START Information shown

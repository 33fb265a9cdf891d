use thiserror::Error;

/// Errors raised by session event handlers and reference validation.
#[derive(Debug, Clone, PartialEq, Eq, Error)]
pub enum SessionError {
    #[error("table not found: {0}")]
    TableNotFound(String),

    #[error("table '{table}' has no column '{column}'")]
    ColumnNotFound { table: String, column: String },

    #[error("relationship index {index} is out of range (length {len})")]
    IndexOutOfRange { index: usize, len: usize },

    #[error("no KPI catalog loaded")]
    NoCatalog,

    #[error("KPI not found in catalog: {0}")]
    UnknownKpi(String),

    #[error("KPI '{kpi}' has no required field '{field}'")]
    UnknownField { kpi: String, field: String },
}

pub type Result<T> = std::result::Result<T, SessionError>;
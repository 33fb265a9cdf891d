//! Logging infrastructure using `tracing` and `tracing-subscriber`.
//!
//! Levels in use across the workspace:
//!
//! - `error`: failed actions surfaced to the user
//! - `warn`: replaced tables, duplicate catalog entries, connectivity gaps
//! - `info`: command progress and written artifacts
//! - `debug`: per-file parsing detail

use std::fs::OpenOptions;
use std::io::{self, Write};
use std::path::PathBuf;
use std::sync::{Arc, Mutex};

use tracing::level_filters::LevelFilter;
use tracing_subscriber::{
    EnvFilter,
    fmt::{self, MakeWriter},
    layer::SubscriberExt,
    util::SubscriberInitExt,
};

/// Configuration for logging behavior.
#[derive(Debug, Clone)]
pub struct LogConfig {
    /// Log level filter applied when `use_env_filter` is false.
    pub level_filter: LevelFilter,
    /// Respect `RUST_LOG` instead of the configured level.
    pub use_env_filter: bool,
    /// Output format.
    pub format: LogFormat,
    /// Optional log file path. When set, logs are written to the file.
    pub log_file: Option<PathBuf>,
    /// Whether to use ANSI colors in output.
    pub with_ansi: bool,
}

impl Default for LogConfig {
    fn default() -> Self {
        Self {
            level_filter: LevelFilter::WARN,
            use_env_filter: true,
            format: LogFormat::default(),
            log_file: None,
            with_ansi: true,
        }
    }
}

/// Log output format.
#[derive(Debug, Clone, Copy, Default, PartialEq, Eq)]
pub enum LogFormat {
    /// Human-readable format with colors.
    #[default]
    Pretty,
    /// Compact single-line format.
    Compact,
    /// JSON format for machine parsing.
    Json,
}

/// Initialize the global tracing subscriber.
///
/// # Errors
///
/// Returns an error if the log file cannot be opened.
pub fn init_logging(config: &LogConfig) -> io::Result<()> {
    if let Some(path) = &config.log_file {
        let file = OpenOptions::new().create(true).append(true).open(path)?;
        init_logging_with_writer(config, SharedFileWriter::new(file));
    } else {
        init_logging_with_writer(config, io::stderr);
    }
    Ok(())
}

/// Initialize logging with a custom writer (useful for testing).
pub fn init_logging_with_writer<W>(config: &LogConfig, writer: W)
where
    W: for<'writer> MakeWriter<'writer> + Send + Sync + 'static,
{
    let filter = build_env_filter(config);

    match config.format {
        LogFormat::Json => {
            let layer = fmt::layer().json().with_writer(writer).with_target(false);
            tracing_subscriber::registry()
                .with(filter)
                .with(layer)
                .init();
        }
        LogFormat::Compact => {
            let layer = fmt::layer()
                .compact()
                .with_writer(writer)
                .with_ansi(config.with_ansi)
                .with_target(false)
                .without_time();
            tracing_subscriber::registry()
                .with(filter)
                .with(layer)
                .init();
        }
        LogFormat::Pretty => {
            let layer = fmt::layer()
                .with_writer(writer)
                .with_ansi(config.with_ansi)
                .with_target(false)
                .without_time();
            tracing_subscriber::registry()
                .with(filter)
                .with(layer)
                .init();
        }
    }
}

#[derive(Clone)]
struct SharedFileWriter {
    file: Arc<Mutex<std::fs::File>>,
}

impl SharedFileWriter {
    fn new(file: std::fs::File) -> Self {
        Self {
            file: Arc::new(Mutex::new(file)),
        }
    }
}

struct SharedFileGuard {
    file: Arc<Mutex<std::fs::File>>,
}

impl Write for SharedFileGuard {
    fn write(&mut self, buf: &[u8]) -> io::Result<usize> {
        let mut guard = self
            .file
            .lock()
            .map_err(|_| io::Error::other("log file lock poisoned"))?;
        guard.write(buf)
    }

    fn flush(&mut self) -> io::Result<()> {
        let mut guard = self
            .file
            .lock()
            .map_err(|_| io::Error::other("log file lock poisoned"))?;
        guard.flush()
    }
}

impl<'a> MakeWriter<'a> for SharedFileWriter {
    type Writer = SharedFileGuard;

    fn make_writer(&'a self) -> Self::Writer {
        SharedFileGuard {
            file: Arc::clone(&self.file),
        }
    }
}

/// Build an `EnvFilter` for the configured level, respecting `RUST_LOG`
/// when env-filter mode is on. External crates stay at warn to reduce
/// noise.
fn build_env_filter(config: &LogConfig) -> EnvFilter {
    let level = config.level_filter.to_string().to_lowercase();
    let default_filter = format!(
        "warn,kpimap_cli={level},kpimap_catalog={level},kpimap_ingest={level},\
         kpimap_model={level},kpimap_report={level},kpimap_session={level}",
    );

    if config.use_env_filter {
        EnvFilter::try_from_default_env().unwrap_or_else(|_| EnvFilter::new(default_filter))
    } else {
        EnvFilter::new(default_filter)
    }
}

END Information shown

### Exercise description:
Reproduce every entry shown above, precisely as it stands.

### Response box:
repository 33fb265a9cdf891d
use thiserror::Error;

/// Errors raised by session event handlers and reference validation.
#[derive(Debug, Clone, PartialEq, Eq, Error)]
pub enum SessionError {
    #[error("table not found: {0}")]
    TableNotFound(String),

    #[error("table '{table}' has no column '{column}'")]
    ColumnNotFound { table: String, column: String },

    #[error("relationship index {index} is out of range (length {len})")]
    IndexOutOfRange { index: usize, len: usize },

    #[error("no KPI catalog loaded")]
    NoCatalog,

    #[error("KPI not found in catalog: {0}")]
    UnknownKpi(String),

    #[error("KPI '{kpi}' has no required field '{field}'")]
    UnknownField { kpi: String, field: String },
}

pub type Result<T> = std::result::Result<T, SessionError>;
repository 33fb265a9cdf891d
//! Logging infrastructure using `tracing` and `tracing-subscriber`.
//!
//! Levels in use across the workspace:
//!
//! - `error`: failed actions surfaced to the user
//! - `warn`: replaced tables, duplicate catalog entries, connectivity gaps
//! - `info`: command progress and written artifacts
//! - `debug`: per-file parsing detail

use std::fs::OpenOptions;
use std::io::{self, Write};
use std::path::PathBuf;
use std::sync::{Arc, Mutex};

use tracing::level_filters::LevelFilter;
use tracing_subscriber::{
    EnvFilter,
    fmt::{self, MakeWriter},
    layer::SubscriberExt,
    util::SubscriberInitExt,
};

/// Configuration for logging behavior.
#[derive(Debug, Clone)]
pub struct LogConfig {
    /// Log level filter applied when `use_env_filter` is false.
    pub level_filter: LevelFilter,
    /// Respect `RUST_LOG` instead of the configured level.
    pub use_env_filter: bool,
    /// Output format.
    pub format: LogFormat,
    /// Optional log file path. When set, logs are written to the file.
    pub log_file: Option<PathBuf>,
    /// Whether to use ANSI colors in output.
    pub with_ansi: bool,
}

impl Default for LogConfig {
    fn default() -> Self {
        Self {
            level_filter: LevelFilter::WARN,
            use_env_filter: true,
            format: LogFormat::default(),
            log_file: None,
            with_ansi: true,
        }
    }
}

/// Log output format.
#[derive(Debug, Clone, Copy, Default, PartialEq, Eq)]
pub enum LogFormat {
    /// Human-readable format with colors.
    #[default]
    Pretty,
    /// Compact single-line format.
    Compact,
    /// JSON format for machine parsing.
    Json,
}

/// Initialize the global tracing subscriber.
///
/// # Errors
///
/// Returns an error if the log file cannot be opened.
pub fn init_logging(config: &LogConfig) -> io::Result<()> {
    if let Some(path) = &config.log_file {
        let file = OpenOptions::new().create(true).append(true).open(path)?;
        init_logging_with_writer(config, SharedFileWriter::new(file));
    } else {
        init_logging_with_writer(config, io::stderr);
    }
    Ok(())
}

/// Initialize logging with a custom writer (useful for testing).
pub fn init_logging_with_writer<W>(config: &LogConfig, writer: W)
where
    W: for<'writer> MakeWriter<'writer> + Send + Sync + 'static,
{
    let filter = build_env_filter(config);

    match config.format {
        LogFormat::Json => {
            let layer = fmt::layer().json().with_writer(writer).with_target(false);
            tracing_subscriber::registry()
                .with(filter)
                .with(layer)
                .init();
        }
        LogFormat::Compact => {
            let layer = fmt::layer()
                .compact()
                .with_writer(writer)
                .with_ansi(config.with_ansi)
                .with_target(false)
                .without_time();
            tracing_subscriber::registry()
                .with(filter)
                .with(layer)
                .init();
        }
        LogFormat::Pretty => {
            let layer = fmt::layer()
                .with_writer(writer)
                .with_ansi(config.with_ansi)
                .with_target(false)
                .without_time();
            tracing_subscriber::registry()
                .with(filter)
                .with(layer)
                .init();
        }
    }
}

#[derive(Clone)]
struct SharedFileWriter {
    file: Arc<Mutex<std::fs::File>>,
}

impl SharedFileWriter {
    fn new(file: std::fs::File) -> Self {
        Self {
            file: Arc::new(Mutex::new(file)),
        }
    }
}

struct SharedFileGuard {
    file: Arc<Mutex<std::fs::File>>,
}

impl Write for SharedFileGuard {
    fn write(&mut self, buf: &[u8]) -> io::Result<usize> {
        let mut guard = self
            .file
            .lock()
            .map_err(|_| io::Error::other("log file lock poisoned"))?;
        guard.write(buf)
    }

    fn flush(&mut self) -> io::Result<()> {
        let mut guard = self
            .file
            .lock()
            .map_err(|_| io::Error::other("log file lock poisoned"))?;
        guard.flush()
    }
}

impl<'a> MakeWriter<'a> for SharedFileWriter {
    type Writer = SharedFileGuard;

    fn make_writer(&'a self) -> Self::Writer {
        SharedFileGuard {
            file: Arc::clone(&self.file),
        }
    }
}

/// Build an `EnvFilter` for the configured level, respecting `RUST_LOG`
/// when env-filter mode is on. External crates stay at warn to reduce
/// noise.
fn build_env_filter(config: &LogConfig) -> EnvFilter {
    let level = config.level_filter.to_string().to_lowercase();
    let default_filter = format!(
        "warn,kpimap_cli={level},kpimap_catalog={level},kpimap_ingest={level},\
         kpimap_model={level},kpimap_report={level},kpimap_session={level}",
    );

    if config.use_env_filter {
        EnvFilter::try_from_default_env().unwrap_or_else(|_| EnvFilter::new(default_filter))
    } else {
        EnvFilter::new(default_filter)
    }
}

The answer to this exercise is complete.